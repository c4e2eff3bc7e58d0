//! ML segmentation provider
//!
//! Runs selfie segmentation through ONNX Runtime on a dedicated inference
//! thread. The capture side submits frames through a [`FrameAnalyzer`]; while
//! an inference is in flight further frames are dropped without blocking.
//! Results are converted to confidence bytes and placed in a single-slot
//! mailbox that the render thread drains into the mask texture - newest
//! result wins, each result is applied at most once.

use std::path::PathBuf;
use std::sync::atomic::{AtomicBool, Ordering};
use std::sync::Arc;
use std::time::Duration;

use anyhow::Context as _;
use crossbeam_channel::{Receiver, Sender};
use ndarray::Array4;
use parking_lot::Mutex;

use crate::camera::CameraFrame;
use crate::compositor::GpuContext;

use super::{DepthProvider, DepthTexture, ProviderState, RenderCadence};

/// Input and output resolution of the segmentation model.
pub const MASK_WIDTH: u32 = 256;
pub const MASK_HEIGHT: u32 = 256;

const MODEL_NAME: &str = "selfie_segmentation.onnx";

/// Single-slot holder for the most recent value. New writes overwrite an
/// unconsumed value; `take` clears the slot so nothing is delivered twice.
pub(crate) struct Mailbox<T> {
    slot: Mutex<Option<T>>,
}

impl<T> Mailbox<T> {
    fn new() -> Self {
        Self {
            slot: Mutex::new(None),
        }
    }

    pub(crate) fn store(&self, value: T) {
        *self.slot.lock() = Some(value);
    }

    pub(crate) fn take(&self) -> Option<T> {
        self.slot.lock().take()
    }

    pub(crate) fn is_empty(&self) -> bool {
        self.slot.lock().is_none()
    }
}

/// Converted confidence mask ready for texture upload.
pub(crate) struct MaskBuffer {
    pub data: Vec<u8>,
    pub width: u32,
    pub height: u32,
}

/// Frame submitted for inference.
struct FrameData {
    data: Vec<u8>,
    width: u32,
    height: u32,
}

/// State shared between the analyzer side, the inference thread, and the
/// provider on the render thread.
pub(crate) struct SegShared {
    pub(crate) mailbox: Mailbox<MaskBuffer>,
    in_flight: AtomicBool,
    engine_ready: AtomicBool,
    running: AtomicBool,
}

/// Handle given to the frame-analysis side. Cheap to clone; safe to call from
/// the capture thread.
#[derive(Clone)]
pub struct FrameAnalyzer {
    shared: Arc<SegShared>,
    sender: Sender<FrameData>,
}

impl FrameAnalyzer {
    /// Submit one upright camera frame for foreground-confidence inference.
    ///
    /// If an inference is already in flight the frame is silently dropped;
    /// this never blocks. The caller keeps ownership of its frame buffer.
    pub fn send_frame(&self, frame: &CameraFrame) {
        if !self.shared.engine_ready.load(Ordering::Acquire) {
            return;
        }
        if self.shared.in_flight.swap(true, Ordering::AcqRel) {
            return;
        }

        let sent = self
            .sender
            .try_send(FrameData {
                data: frame.data.clone(),
                width: frame.width,
                height: frame.height,
            })
            .is_ok();
        if !sent {
            self.shared.in_flight.store(false, Ordering::Release);
        }
    }
}

pub struct SegmentationProvider {
    state: ProviderState,
    shared: Arc<SegShared>,
    sender: Sender<FrameData>,
    receiver: Option<Receiver<FrameData>>,
    thread_handle: Option<std::thread::JoinHandle<()>>,
    texture: Option<DepthTexture>,
}

impl SegmentationProvider {
    pub fn new() -> Self {
        let (sender, receiver) = crossbeam_channel::bounded::<FrameData>(1);
        Self {
            state: ProviderState::Uninitialized,
            shared: Arc::new(SegShared {
                mailbox: Mailbox::new(),
                in_flight: AtomicBool::new(false),
                engine_ready: AtomicBool::new(false),
                running: AtomicBool::new(false),
            }),
            sender,
            receiver: Some(receiver),
            thread_handle: None,
            texture: None,
        }
    }

    /// Dimensions of the current mask texture.
    pub fn mask_size(&self) -> Option<(u32, u32)> {
        self.texture.as_ref().map(|t| t.size())
    }

    fn analyzer(&self) -> FrameAnalyzer {
        FrameAnalyzer {
            shared: self.shared.clone(),
            sender: self.sender.clone(),
        }
    }
}

impl Default for SegmentationProvider {
    fn default() -> Self {
        Self::new()
    }
}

━━━━━━━━━━

### Work request
Copy exactly the lines from the top of the entries through the line with "dropped without blocking." in it, please, keeping both ends and adding nothing.

### Solution
repository c4e2eff3bc7e58d0
//! ML segmentation provider
//!
//! Runs selfie segmentation through ONNX Runtime on a dedicated inference
//! thread. The capture side submits frames through a [`FrameAnalyzer`]; while
//! an inference is in flight further frames are dropped without blocking.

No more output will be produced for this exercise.